Newly Discovered “System Update” Android Malware Steals Photos, Videos & GPS Location

New Malware: “System Update”.

Messages in messenger apps.
It will likewise have access to the messenger database files if you have root rights.
Browsing history.
Browse history in Chrome, Mozilla Firefox and Samsung internet browser.
Several kinds of files like.pdf,. doc,. docx, and.xls,. xlsx.
Clipboard data.
Material of the alerts.
List of set up apps.
Videos and images.
GPS place data.
SMS messages.
Call logs.
Recording audio.
Recording telephone call.
Set up apps..
Device name.
Storage statistics.
Electronic camera.

Once the user downloads this destructive app on their mobile phone, the app contacts the Firebase server and begins managing the device from another location. Furthermore, the security professionals have verified that this malicious app screen itself as “System Update.”.

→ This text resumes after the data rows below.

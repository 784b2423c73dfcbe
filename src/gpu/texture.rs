use std::path::{Path, PathBuf};

use crate::assets::{read_asset, AssetSource};
use crate::error::{Error, Result};
use crate::gpu::{GpuDevice, TextureHandle};

/// Tightly packed 8-bit RGBA pixels, rows top to bottom.
#[derive(Debug, Clone, PartialEq)]
pub struct RgbaPixels {
    pub width: u32,
    pub height: u32,
    pub data: Vec<u8>,
}

impl RgbaPixels {
    pub fn new(width: u32, height: u32, data: Vec<u8>) -> Result<Self> {
        if data.len() != width as usize * height as usize * 4 {
            return Err(Error::UnsupportedStride);
        }

        return Ok(RgbaPixels {
            width,
            height,
            data,
        });
    }
}

/// Decodes an encoded image (PNG, JPEG, ...) and converts it to RGBA8.
pub fn decode(bytes: &[u8]) -> Result<RgbaPixels> {
    let image = image::load_from_memory(bytes)?;
    let rgba = image.to_rgba8();

    let (width, height) = rgba.dimensions();
    return RgbaPixels::new(width, height, rgba.into_raw());
}

/// An uploaded image map.
#[derive(Debug)]
pub struct Texture {
    handle: TextureHandle,
    path: PathBuf,
}

impl Texture {
    pub fn load(gpu: &mut dyn GpuDevice, assets: &dyn AssetSource, path: &Path) -> Result<Self> {
        log::info!(target: "asset", "Loading texture '{}'", path.display());

        let bytes = read_asset(assets, path)?;
        let pixels = decode(&bytes)?;
        let handle = gpu.upload_texture(&pixels)?;

        log::debug!(
            target: "gpu",
            "Uploaded texture '{}' ({}x{})",
            path.display(),
            pixels.width,
            pixels.height
        );

        return Ok(Texture {
            handle,
            path: path.to_path_buf(),
        });
    }

    pub fn handle(&self) -> &TextureHandle {
        return &self.handle;
    }

    pub fn path(&self) -> &Path {
        return &self.path;
    }

    pub fn release(self, gpu: &mut dyn GpuDevice) {
        gpu.release_texture(self.handle);
    }
}
use super::VkDevice;
use ash::vk;
use std::ffi::CStr;
use std::io::Cursor;
use std::sync::Arc;

use crate::gpu::ShaderStage;

const ENTRY_POINT: &CStr = c"main";

pub struct VkShaderModule {
    device: Arc<VkDevice>,
    pub stage: ShaderStage,
    pub shader: vk::ShaderModule,
}

impl VkShaderModule {
    pub fn new(device: Arc<VkDevice>, stage: ShaderStage, code: &[u8]) -> Result<VkShaderModule, String> {
        let code = ash::util::read_spv(&mut Cursor::new(code))
            .map_err(|e| format!("Failed to decode SPIR-V: {}", e))?;

        let create_info = vk::ShaderModuleCreateInfo {
            code_size: code.len() * std::mem::size_of::<u32>(),
            p_code: code.as_ptr(),
            ..Default::default()
        };

        let shader = unsafe {
            device
                .inner
                .create_shader_module(&create_info, None)
                .map_err(|e| format!("Failed to create shader module: {}", e))?
        };

        return Ok(VkShaderModule {
            device,
            stage,
            shader,
        });
    }

    pub fn stage_flags(&self) -> vk::ShaderStageFlags {
        return match self.stage {
            ShaderStage::Vertex => vk::ShaderStageFlags::VERTEX,
            ShaderStage::Fragment => vk::ShaderStageFlags::FRAGMENT,
            ShaderStage::Geometry => vk::ShaderStageFlags::GEOMETRY,
        };
    }
}

impl Drop for VkShaderModule {
    fn drop(&mut self) {
        unsafe {
            self.device.inner.destroy_shader_module(self.shader, None);
        }
    }
}

/// A set of shader modules forming a complete program.
pub struct VkProgram {
    pub modules: Vec<VkShaderModule>,
}

impl VkProgram {
    /// Checks that the modules form a linkable program: exactly one vertex
    /// and one fragment stage, at most one geometry stage.
    pub fn link(modules: Vec<VkShaderModule>) -> Result<VkProgram, String> {
        let count = |stage: ShaderStage| modules.iter().filter(|m| m.stage == stage).count();

        if count(ShaderStage::Vertex) != 1 {
            return Err("a program needs exactly one vertex stage".to_string());
        }
        if count(ShaderStage::Fragment) != 1 {
            return Err("a program needs exactly one fragment stage".to_string());
        }
        if count(ShaderStage::Geometry) > 1 {
            return Err("a program takes at most one geometry stage".to_string());
        }

        return Ok(VkProgram { modules });
    }

    /// Stage descriptions for pipeline creation, every stage entering at
    /// `main`.
    pub fn stage_create_infos(&self) -> Vec<vk::PipelineShaderStageCreateInfo<'_>> {
        return self
            .modules
            .iter()
            .map(|module| vk::PipelineShaderStageCreateInfo {
                stage: module.stage_flags(),
                module: module.shader,
                p_name: ENTRY_POINT.as_ptr(),
                ..Default::default()
            })
            .collect();
    }
}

This new “System Update” malware is remarkably advanced malware, and this malware tricks and infects the users by launching an alert that pretends to be a system upgrade.

As recently, the cybersecurity scientists at Zimperium have actually found a harmful app that can be downloaded outside of Google Play (third-party Android app shops)..

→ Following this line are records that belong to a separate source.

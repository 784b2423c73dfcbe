use std::io;
use std::path::{Path, PathBuf};

use crate::error::{Error, Result};

/// Where model, material and texture bytes come from.
pub trait AssetSource {
    fn read(&self, path: &Path) -> io::Result<Vec<u8>>;
}

/// Reads assets straight from disk.
#[derive(Debug, Default, Clone, Copy)]
pub struct FileSystem;

impl AssetSource for FileSystem {
    fn read(&self, path: &Path) -> io::Result<Vec<u8>> {
        return std::fs::read(path);
    }
}

impl<F> AssetSource for F
where
    F: Fn(&Path) -> io::Result<Vec<u8>>,
{
    fn read(&self, path: &Path) -> io::Result<Vec<u8>> {
        return self(path);
    }
}

pub(crate) fn read_asset(assets: &dyn AssetSource, path: &Path) -> Result<Vec<u8>> {
    return assets.read(path).map_err(|e| Error::io(path, e));
}

/// Joins `reference` onto the directory that contains `declared_in`.
pub(crate) fn relative_to(declared_in: &Path, reference: &str) -> PathBuf {
    match declared_in.parent() {
        Some(dir) => dir.join(reference),
        None => PathBuf::from(reference),
    }
}

#[cfg(test)]
mod tests {
    use super::*;

    #[test]
    fn references_resolve_next_to_the_declaring_file() {
        let path = relative_to(Path::new("assets/crate/crate.obj"), "crate.mtl");
        assert_eq!(path, Path::new("assets/crate/crate.mtl"));

        let path = relative_to(Path::new("cube.obj"), "cube.mtl");
        assert_eq!(path, Path::new("cube.mtl"));
    }

    #[test]
    fn closures_are_asset_sources() {
        let source = |path: &Path| -> io::Result<Vec<u8>> {
            if path == Path::new("a.txt") {
                Ok(b"hello".to_vec())
            } else {
                Err(io::Error::new(io::ErrorKind::NotFound, "missing"))
            }
        };

        assert_eq!(read_asset(&source, Path::new("a.txt")).unwrap(), b"hello");
        match read_asset(&source, Path::new("b.txt")) {
            Err(Error::Io { path, source }) => {
                assert_eq!(path, Path::new("b.txt"));
                assert_eq!(source.kind(), io::ErrorKind::NotFound);
            }
            other => panic!("unexpected result: {:?}", other),
        }
    }
}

And here once the user grants the access, it will merely take over the control of the gadget and will get access to all the following things that we have pointed out listed below:-.

We should always remain alert and mindful with the applications that we download and install from outside the Play Store since we can download an app with malware that might contaminate our Android gadgets.

In this scenario, when the user clicks the notification, the malware asks the user to install this brand-new application, which will later request full access to the gadget..

How Does It Work?

Here the Firebase is used just for conveying commands, while a separate C&C server is used to collect other stolen information using POST demands. This malware collects data straight if it has root gain access to or utilizes the “Accessibility Services” function on the jeopardized gadget.

You can follow us on Linkedin, Twitter, Facebook for daily Cybersecurity, and hacking news updates.

Moreover, to hide its harmful activities, it publicised phony notices about the search for updates when it receives brand-new commands from its speculators.

According to the report, the malware sends numerous data to its Firebase C&C server simply after getting installed on the gadget. And the information that it sends consists of storage stats, ISP information, and installed apps..

Here, the most peaceful thing is that this harmful app has never ever been readily available on Google Play, and not only that, even the developers at Google are trying their best to avoid it from circumventing its security walls.